### What this task involves
Count the lines below that contain the word "tiles", and give only that number.

### Information
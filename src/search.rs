//! The two `Engine` implementations.
//!
//! [`BrowserEngine`] loads result pages in the shared browser session;
//! [`RawEngine`] fetches them over the raw transport. Both are generic over
//! an injected [`Provider`] that owns URL building and selectors.

use std::sync::Arc;

use async_trait::async_trait;
use tracing::{debug, error, info, warn};

use crate::captcha::{CaptchaChallenge, CaptchaKind, CaptchaSolver};
use crate::engines::Provider;
use crate::extract::{extract_document, extract_elements, has_marker};
use crate::page::{probe, wait_across_navigation, wait_for, Navigator, PageHandle};
use crate::ratelimit::RateLimiter;
use crate::result::{apply_limit, deduplicate};
use crate::transport::Fetcher;
use crate::{Engine, EngineOptions, Query, Result, SearchError, SearchResult};

/// Engine that drives a logical page in the shared browser.
pub struct BrowserEngine {
    provider: Arc<dyn Provider>,
    navigator: Arc<dyn Navigator>,
    options: EngineOptions,
    limiter: Arc<RateLimiter>,
    solver: Option<Arc<dyn CaptchaSolver>>,
}

impl BrowserEngine {
    pub fn new(
        provider: Arc<dyn Provider>,
        navigator: Arc<dyn Navigator>,
        options: EngineOptions,
        solver: Option<Arc<dyn CaptchaSolver>>,
    ) -> Self {
        Self {
            limiter: Arc::new(RateLimiter::from_options(&options)),
            provider,
            navigator,
            options,
            solver,
        }
    }

    async fn open(&self, url: &str) -> Result<Box<dyn PageHandle>> {
        if !self.navigator.is_live() {
            return Err(SearchError::NotInitialized(format!(
                "browser session for {} is not running",
                self.provider.name()
            )));
        }
        debug!(engine = self.provider.name(), url, "Navigating");
        self.navigator.navigate(url, self.options.timeout()).await
    }

    /// Closes `page` unless the session keeps pages open for debugging.
    async fn finish(&self, page: Box<dyn PageHandle>) {
        if self.navigator.leave_page_open() {
            debug!(engine = self.provider.name(), url = page.url(), "Leaving page open");
            return;
        }
        if let Err(e) = page.close().await {
            warn!(engine = self.provider.name(), "Failed to close page: {}", e);
        }
    }

    async fn scrape(&self, page: &dyn PageHandle, query: &Query) -> Result<Vec<SearchResult>> {
        let name = self.provider.name();
        let selectors = self.provider.selectors();
        let nodes = wait_for(
            page,
            selectors.results,
            Some(selectors.captcha),
            self.options.timeout(),
        )
        .await?;

        if nodes.is_empty() {
            if probe(page, selectors.captcha, self.options.selector_timeout()).await? {
                error!(engine = name, url = page.url(), "Captcha detected");
                return match self.solve_captcha(page).await? {
                    Some(results) => Ok(apply_limit(results, query.limit)),
                    None => Err(SearchError::CaptchaDetected),
                };
            }
            info!(engine = name, url = page.url(), "No results found on page");
            return Ok(Vec::new());
        }

        debug!(engine = name, count = nodes.len(), "Parsing search results");
        let results =
            extract_elements(&nodes, selectors, &|href| self.provider.normalize_link(href)).await;
        Ok(apply_limit(results, query.limit))
    }

    /// Runs the configured solver and retries extraction once. `None` means
    /// the challenge is still in place.
    async fn solve_captcha(&self, page: &dyn PageHandle) -> Result<Option<Vec<SearchResult>>> {
        let Some(solver) = &self.solver else {
            return Ok(None);
        };
        let selectors = self.provider.selectors();

        let mut site_key = None;
        for marker in page.find_all(selectors.captcha).await? {
            site_key = match marker.attribute("data-sitekey").await? {
                Some(key) => Some(key),
                None => match marker.find("[data-sitekey]").await? {
                    Some(inner) => inner.attribute("data-sitekey").await?,
                    None => None,
                },
            };
            if site_key.is_some() {
                break;
            }
        }
        let Some(site_key) = site_key else {
            warn!(engine = self.provider.name(), "Captcha has no site key, cannot solve");
            return Ok(None);
        };

        let challenge = CaptchaChallenge {
            kind: CaptchaKind::detect(selectors.captcha),
            site_key,
            page_url: page.url().to_string(),
        };
        let token = match solver.solve(&challenge).await {
            Ok(token) => token,
            Err(e) => {
                warn!(engine = self.provider.name(), "Captcha solver failed: {}", e);
                return Ok(None);
            }
        };

        // Submitting the token reloads the page.
        page.evaluate(&challenge.injection_script(&token)).await?;
        let nodes = wait_across_navigation(page, selectors.results, self.options.timeout()).await;
        if nodes.is_empty() {
            return Ok(None);
        }
        info!(engine = self.provider.name(), "Captcha solved");
        Ok(Some(
            extract_elements(&nodes, selectors, &|href| self.provider.normalize_link(href)).await,
        ))
    }

    async fn scrape_images(&self, page: &dyn PageHandle, marker: &str) -> Result<Vec<SearchResult>> {
        let captcha = self.provider.selectors().captcha;
        let tiles = wait_for(page, marker, Some(captcha), self.options.timeout()).await?;
        if tiles.is_empty() && probe(page, captcha, self.options.selector_timeout()).await? {
            error!(engine = self.provider.name(), url = page.url(), "Captcha detected");
            return Err(SearchError::CaptchaDetected);
        }
        let html = page.content().await?;
        self.provider.parse_images(&html)
    }
}

#[async_trait]
impl Engine for BrowserEngine {
    fn name(&self) -> &str {
        self.provider.name()
    }

    async fn search(&self, query: &Query) -> Result<Vec<SearchResult>> {
        debug!(engine = self.name(), text = %query.text, page = query.page, "Starting search");
        let url = self.provider.build_url(query)?;
        let page = self.open(&url).await?;
        let outcome = self.scrape(page.as_ref(), query).await;
        self.finish(page).await;
        outcome
    }

    async fn search_image(&self, query: &Query) -> Result<Vec<SearchResult>> {
        let url = self.provider.build_image_url(query)?;
        let Some(marker) = self.provider.image_selector() else {
            return Err(SearchError::NotSupported(format!(
                "image search for {}",
                self.name()
            )));
        };
        let page = self.open(&url).await?;
        let outcome = self.scrape_images(page.as_ref(), marker).await;
        self.finish(page).await;
        outcome.map(|results| apply_limit(results, query.limit))
    }

    fn rate_limiter(&self) -> Arc<RateLimiter> {
        Arc::clone(&self.limiter)
    }

    fn is_initialized(&self) -> bool {
        self.navigator.is_live()
    }

    fn options(&self) -> EngineOptions {
        self.options
    }
}

/// Engine that fetches result pages without a browser.
pub struct RawEngine {
    provider: Arc<dyn Provider>,
    fetcher: Arc<dyn Fetcher>,
    options: EngineOptions,
    limiter: Arc<RateLimiter>,
    proxy_url: Option<String>,
    insecure: bool,
}

impl RawEngine {
    pub fn new(provider: Arc<dyn Provider>, fetcher: Arc<dyn Fetcher>, options: EngineOptions) -> Self {
        Self {
            limiter: Arc::new(RateLimiter::from_options(&options)),
            provider,
            fetcher,
            options,
            proxy_url: None,
            insecure: false,
        }
    }

    /// Proxy used when the query does not name one.
    pub fn with_proxy(mut self, proxy_url: Option<String>) -> Self {
        self.proxy_url = proxy_url;
        self
    }

    pub fn with_insecure(mut self, insecure: bool) -> Self {
        self.insecure = insecure;
        self
    }

    /// Fetches `url` and returns the body. An error status is reported as a
    /// CAPTCHA when the body carries the marker.
    async fn fetch(&self, url: &str, query: &Query) -> Result<String> {
        let name = self.provider.name();
        debug!(engine = name, url, "Raw request");
        let proxy = query.proxy_url.as_deref().or(self.proxy_url.as_deref());
        let response = self
            .fetcher
            .fetch(url, proxy, query.insecure || self.insecure)
            .await?;
        debug!(engine = name, status = response.status, "Raw response");

        if !response.is_success() {
            if has_marker(&response.body, self.provider.raw_selectors().captcha) {
                error!(engine = name, url, "Captcha detected");
                return Err(SearchError::CaptchaDetected);
            }
            return Err(SearchError::RawRequest(format!(
                "{} returned HTTP {}",
                name, response.status
            )));
        }
        Ok(response.body)
    }
}

#[async_trait]
impl Engine for RawEngine {
    fn name(&self) -> &str {
        self.provider.name()
    }

    async fn search(&self, query: &Query) -> Result<Vec<SearchResult>> {
        let url = self.provider.build_url(query)?;
        let html = self.fetch(&url, query).await?;
        let selectors = self.provider.raw_selectors();
        let results = extract_document(&html, selectors, &|href| self.provider.normalize_link(href))?;

        if results.is_empty() {
            if has_marker(&html, selectors.captcha) {
                error!(engine = self.name(), url = %url, "Captcha detected");
                return Err(SearchError::CaptchaDetected);
            }
            info!(engine = self.name(), url = %url, "No results found on page");
        }
        Ok(apply_limit(deduplicate(results), query.limit))
    }

    async fn search_image(&self, query: &Query) -> Result<Vec<SearchResult>> {
        let url = self.provider.build_image_url(query)?;
        let html = self.fetch(&url, query).await?;
        let results = self.provider.parse_images(&html)?;
        if results.is_empty() && has_marker(&html, self.provider.raw_selectors().captcha) {
            error!(engine = self.name(), url = %url, "Captcha detected");
            return Err(SearchError::CaptchaDetected);
        }
        Ok(apply_limit(deduplicate(results), query.limit))
    }

    fn rate_limiter(&self) -> Arc<RateLimiter> {
        Arc::clone(&self.limiter)
    }

    fn is_initialized(&self) -> bool {
        true
    }

    fn options(&self) -> EngineOptions {
        self.options
    }
}
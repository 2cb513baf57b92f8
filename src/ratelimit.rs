//! Per-engine token-bucket rate limiting.

use std::num::NonZeroU32;
use std::time::Duration;

use governor::{DefaultDirectRateLimiter, Quota};
use tracing::trace;

use crate::EngineOptions;

/// Token bucket refilling one token per `interval`, up to `burst` tokens.
///
/// `acquire` waits for a token instead of rejecting the caller.
pub struct RateLimiter {
    inner: DefaultDirectRateLimiter,
    interval: Duration,
    burst: u32,
}

impl RateLimiter {
    /// Creates a limiter. A zero interval or burst is raised to the minimum
    /// of one millisecond and one token.
    pub fn new(interval: Duration, burst: u32) -> Self {
        let interval = interval.max(Duration::from_millis(1));
        let burst = NonZeroU32::new(burst).unwrap_or(NonZeroU32::MIN);
        let quota = Quota::with_period(interval)
            .unwrap_or_else(|| Quota::per_second(NonZeroU32::MIN))
            .allow_burst(burst);
        Self {
            inner: DefaultDirectRateLimiter::direct(quota),
            interval,
            burst: burst.get(),
        }
    }

    /// Builds the limiter described by an engine's options.
    pub fn from_options(options: &EngineOptions) -> Self {
        Self::new(options.rate_interval(), options.rate_burst)
    }

    /// Waits until a token is available and takes it.
    pub async fn acquire(&self) {
        if self.inner.check().is_ok() {
            return;
        }
        trace!(interval = ?self.interval, "Rate limit reached, waiting for a token");
        self.inner.until_ready().await;
    }

    /// Takes a token if one is available right now.
    pub fn try_acquire(&self) -> bool {
        self.inner.check().is_ok()
    }

    pub fn interval(&self) -> Duration {
        self.interval
    }

    pub fn burst(&self) -> u32 {
        self.burst
    }
}

impl std::fmt::Debug for RateLimiter {
    fn fmt(&self, f: &mut std::fmt::Formatter<'_>) -> std::fmt::Result {
        f.debug_struct("RateLimiter")
            .field("interval", &self.interval)
            .field("burst", &self.burst)
            .finish()
    }
}
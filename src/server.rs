//! HTTP dispatch server.
//!
//! Routes `/{engine}/search` and `/{engine}/image` to the named engine in a
//! registry that is built once and only read afterwards. Every engine error
//! becomes a JSON error body; no request can take the process down.
//!
//! Lifecycle: `Created -> Listening -> ShuttingDown -> Stopped`.

use std::sync::Arc;
use std::time::Duration;

use axum::extract::rejection::QueryRejection;
use axum::extract::{Path, Query as QueryParams, State};
use axum::http::StatusCode;
use axum::response::{IntoResponse, Response};
use axum::routing::get;
use axum::{Json, Router};
use serde::{Deserialize, Serialize};
use tokio::net::TcpListener;
use tokio::sync::watch;
use tower_http::cors::CorsLayer;
use tower_http::trace::TraceLayer;
use tracing::{debug, error, info, warn};

use crate::page::Navigator;
use crate::result::{apply_limit, deduplicate};
use crate::{DateInterval, Engine, EngineRegistry, Query, Result, SearchError, SearchResult};

/// Lifecycle of a [`Server`].
#[derive(Debug, Clone, Copy, PartialEq, Eq)]
pub enum ServerState {
    Created,
    Listening,
    ShuttingDown,
    Stopped,
}

#[derive(Clone, Copy, Debug, PartialEq, Eq)]
enum Mode {
    Web,
    Image,
}

/// Query string accepted by the search endpoints.
#[derive(Debug, Default, Deserialize)]
pub struct SearchParams {
    pub text: Option<String>,
    pub page: Option<u32>,
    pub site: Option<String>,
    pub file: Option<String>,
    /// `YYYYMMDD..YYYYMMDD`
    pub date: Option<String>,
    pub limit: Option<usize>,
}

impl SearchParams {
    fn into_query(self) -> Result<Query> {
        let mut query = Query::new(self.text.unwrap_or_default()).with_page(self.page.unwrap_or(1));
        if let Some(site) = self.site.filter(|s| !s.trim().is_empty()) {
            query = query.with_site(site.trim());
        }
        if let Some(file) = self.file.filter(|s| !s.trim().is_empty()) {
            query = query.with_filetype(file.trim());
        }
        if let Some(date) = self.date.filter(|s| !s.trim().is_empty()) {
            query = query.with_date_interval(DateInterval::parse(&date)?);
        }
        if let Some(limit) = self.limit {
            query = query.with_limit(limit);
        }
        Ok(query)
    }
}

/// JSON error body: `{"engine", "kind", "error"}`.
#[derive(Debug, Clone, Serialize, Deserialize)]
pub struct ErrorBody {
    pub engine: String,
    pub kind: String,
    pub error: String,
}

/// An error on its way to the client.
#[derive(Debug)]
pub struct ApiError {
    status: StatusCode,
    body: ErrorBody,
}

impl ApiError {
    fn new(engine: &str, err: &SearchError) -> Self {
        Self {
            status: StatusCode::from_u16(err.status()).unwrap_or(StatusCode::INTERNAL_SERVER_ERROR),
            body: ErrorBody {
                engine: engine.to_string(),
                kind: err.kind().to_string(),
                error: err.to_string(),
            },
        }
    }

    fn internal(engine: &str, message: String) -> Self {
        Self {
            status: StatusCode::INTERNAL_SERVER_ERROR,
            body: ErrorBody {
                engine: engine.to_string(),
                kind: "internal".to_string(),
                error: message,
            },
        }
    }
}

impl IntoResponse for ApiError {
    fn into_response(self) -> Response {
        (self.status, Json(self.body)).into_response()
    }
}

#[derive(Clone)]
struct AppState {
    registry: Arc<EngineRegistry>,
}

#[derive(Debug, Serialize)]
struct EngineInfo<'a> {
    name: &'a str,
    initialized: bool,
}

/// Builds the HTTP routes over a registry.
pub fn router(registry: Arc<EngineRegistry>) -> Router {
    Router::new()
        .route("/health", get(health))
        .route("/engines", get(list_engines))
        .route("/:engine/search", get(web_search))
        .route("/:engine/image", get(image_search))
        .with_state(AppState { registry })
        .layer(CorsLayer::permissive())
        .layer(TraceLayer::new_for_http())
}

async fn health() -> Json<serde_json::Value> {
    Json(serde_json::json!({
        "status": "ok",
        "version": env!("CARGO_PKG_VERSION"),
    }))
}

async fn list_engines(State(state): State<AppState>) -> Response {
    let engines: Vec<EngineInfo<'_>> = state
        .registry
        .names()
        .into_iter()
        .filter_map(|name| {
            state.registry.get(name).map(|engine| EngineInfo {
                name,
                initialized: engine.is_initialized(),
            })
        })
        .collect();
    Json(engines).into_response()
}

async fn web_search(
    State(state): State<AppState>,
    Path(engine): Path<String>,
    params: std::result::Result<QueryParams<SearchParams>, QueryRejection>,
) -> std::result::Result<Json<Vec<SearchResult>>, ApiError> {
    dispatch(state, engine, params, Mode::Web).await
}

async fn image_search(
    State(state): State<AppState>,
    Path(engine): Path<String>,
    params: std::result::Result<QueryParams<SearchParams>, QueryRejection>,
) -> std::result::Result<Json<Vec<SearchResult>>, ApiError> {
    dispatch(state, engine, params, Mode::Image).await
}

async fn dispatch(
    state: AppState,
    name: String,
    params: std::result::Result<QueryParams<SearchParams>, QueryRejection>,
    mode: Mode,
) -> std::result::Result<Json<Vec<SearchResult>>, ApiError> {
    let engine = state
        .registry
        .get(&name)
        .cloned()
        .ok_or_else(|| ApiError::new(&name, &SearchError::UnknownEngine(name.clone())))?;
    let QueryParams(params) = params
        .map_err(|e| ApiError::new(&name, &SearchError::InvalidRequest(e.body_text())))?;
    let query = params.into_query().map_err(|e| ApiError::new(&name, &e))?;
    if query.composed_text().is_empty() {
        return Err(ApiError::new(&name, &SearchError::EmptyQuery));
    }
    if !engine.is_initialized() {
        return Err(ApiError::new(&name, &SearchError::NotInitialized(name.clone())));
    }

    debug!(engine = %name, mode = ?mode, text = %query.text, page = query.page, "Dispatching search");

    // Run detached so a client disconnect cannot interrupt page cleanup.
    let task = tokio::spawn(run_search(engine, query, mode));
    match task.await {
        Ok(Ok(results)) => Ok(Json(results)),
        Ok(Err(err)) => {
            warn!(engine = %name, kind = err.kind(), "Search failed: {}", err);
            Err(ApiError::new(&name, &err))
        }
        Err(join) => {
            error!(engine = %name, "Search task failed: {}", join);
            Err(ApiError::internal(&name, "search task failed".to_string()))
        }
    }
}

async fn run_search(engine: Arc<dyn Engine>, query: Query, mode: Mode) -> Result<Vec<SearchResult>> {
    engine.rate_limiter().acquire().await;
    let results = match mode {
        Mode::Web => engine.search(&query).await?,
        Mode::Image => engine.search_image(&query).await?,
    };
    let results = apply_limit(deduplicate(results), query.limit);
    if results.is_empty() {
        info!(engine = engine.name(), "No results");
    }
    Ok(results)
}

/// Dispatch server with coordinated shutdown.
///
/// [`shutdown`](Self::shutdown) may be called from any number of tasks; the
/// first caller stops the listener and releases the browser, the others wait
/// for it to finish.
pub struct Server {
    registry: Arc<EngineRegistry>,
    navigator: Option<Arc<dyn Navigator>>,
    grace: Duration,
    state: watch::Sender<ServerState>,
    stop: watch::Sender<bool>,
    serving: watch::Sender<bool>,
}

impl Server {
    pub fn new(
        registry: Arc<EngineRegistry>,
        navigator: Option<Arc<dyn Navigator>>,
        grace: Duration,
    ) -> Self {
        Self {
            registry,
            navigator,
            grace,
            state: watch::channel(ServerState::Created).0,
            stop: watch::channel(false).0,
            serving: watch::channel(false).0,
        }
    }

    pub fn state(&self) -> ServerState {
        *self.state.borrow()
    }

    /// Subscribes to lifecycle transitions.
    pub fn subscribe(&self) -> watch::Receiver<ServerState> {
        self.state.subscribe()
    }

    /// Binds `addr` and serves until shutdown.
    pub async fn listen(&self, addr: &str) -> Result<()> {
        let listener = TcpListener::bind(addr).await?;
        self.serve(listener).await
    }

    /// Serves on an already bound listener until shutdown.
    ///
    /// Fails if the server was already started or shut down.
    pub async fn serve(&self, listener: TcpListener) -> Result<()> {
        // `serving` goes up before anyone can observe `Listening`, so a
        // shutdown racing the start still waits for the listener to drain.
        let started = self.state.send_if_modified(|state| {
            if *state == ServerState::Created {
                self.serving.send_replace(true);
                *state = ServerState::Listening;
                true
            } else {
                false
            }
        });
        if !started {
            return Err(SearchError::Config(format!(
                "server cannot listen in state {:?}",
                self.state()
            )));
        }

        if let Ok(addr) = listener.local_addr() {
            info!("Listening on http://{}", addr);
        }

        let mut stop = self.stop.subscribe();
        let app = router(Arc::clone(&self.registry));
        let outcome = axum::serve(listener, app)
            .with_graceful_shutdown(async move {
                let _ = stop.wait_for(|stopped| *stopped).await;
                debug!("Listener stopping");
            })
            .await;

        self.serving.send_replace(false);
        outcome.map_err(SearchError::from)
    }

    /// Stops accepting connections, waits up to the grace period for
    /// in-flight requests, then releases the browser.
    pub async fn shutdown(&self) {
        let first = self.state.send_if_modified(|state| match *state {
            ServerState::Created | ServerState::Listening => {
                *state = ServerState::ShuttingDown;
                true
            }
            _ => false,
        });
        if !first {
            let mut state = self.state.subscribe();
            let _ = state.wait_for(|s| *s == ServerState::Stopped).await;
            return;
        }

        info!("Shutting down");
        self.stop.send_replace(true);

        let mut serving = self.serving.subscribe();
        if tokio::time::timeout(self.grace, serving.wait_for(|s| !*s))
            .await
            .is_err()
        {
            warn!(grace = ?self.grace, "In-flight requests still running after grace period");
        }

        if let Some(navigator) = &self.navigator {
            navigator.release().await;
        }

        self.state.send_replace(ServerState::Stopped);
        info!("Shutdown complete");
    }
}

### Answer to the exercise
2